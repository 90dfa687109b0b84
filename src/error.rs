//! Error types for the vdbrpc client.

use thiserror::Error;

/// Top-level error type for client operations.
#[derive(Error, Debug)]
pub enum Error {
    /// Malformed arguments, rejected before any transport call.
    #[error("invalid argument: {0}")]
    Validation(String),

    /// The exchange could not complete at the attempted size.
    ///
    /// This is the only failure the batch executor reacts to by splitting.
    #[error("oversized exchange: {}", .0.message())]
    Oversized(tonic::Status),

    /// Any other transport or network failure.
    #[error("transport error: {}: {}", .0.code(), .0.message())]
    Transport(tonic::Status),

    /// A well-formed response carrying a non-zero application status.
    #[error("server error (code={code}): {message}")]
    Server { code: i32, message: String },

    /// A record could not be decoded from its wire form.
    #[error("codec error: {0}")]
    Codec(#[from] CodecError),

    /// Rehydrated records could not be paired with their slim-pass scores.
    #[error("rehydration error: {0}")]
    Rehydration(#[from] RehydrationError),

    /// Client configuration is unusable.
    #[error("config error: {0}")]
    Config(String),
}

impl Error {
    /// True for the oversized/reset failure signature.
    pub fn is_oversized(&self) -> bool {
        matches!(self, Error::Oversized(_))
    }
}

/// Errors raised while converting wire documents into records.
#[derive(Error, Debug)]
pub enum CodecError {
    /// A string field carried bytes that are not UTF-8.
    #[error("field {field} is not valid UTF-8")]
    InvalidUtf8 { field: String },

    /// A JSON field could not be parsed.
    #[error("field {field} holds malformed JSON: {reason}")]
    InvalidJson { field: String, reason: String },
}

/// Errors from the merge step of the search enricher.
#[derive(Error, Debug)]
pub enum RehydrationError {
    /// The rehydrate pass returned a different number of records than ids requested.
    #[error("probe {probe}: requested {expected} records, got {got}")]
    CountMismatch {
        probe: usize,
        expected: usize,
        got: usize,
    },

    /// A slim-pass id had no counterpart among the rehydrated records.
    #[error("probe {probe}: id {id} missing from rehydrated records")]
    MissingId { probe: usize, id: String },

    /// A slim-pass hit came back without a score.
    #[error("probe {probe}: slim hit {id} has no score")]
    MissingScore { probe: usize, id: String },

    /// The two phases disagree on the number of probes.
    #[error("slim pass returned {slim} probes, rehydrate pass {rehydrated}")]
    ProbeMismatch { slim: usize, rehydrated: usize },
}

/// Result type for client operations.
pub type Result<T> = std::result::Result<T, Error>;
-----
* WHAT IS BEING ASKED: Search the listing for the string "CodecError". Copy each line where it turns up.

* RESULT:
    Codec(#[from] CodecError),
pub enum CodecError {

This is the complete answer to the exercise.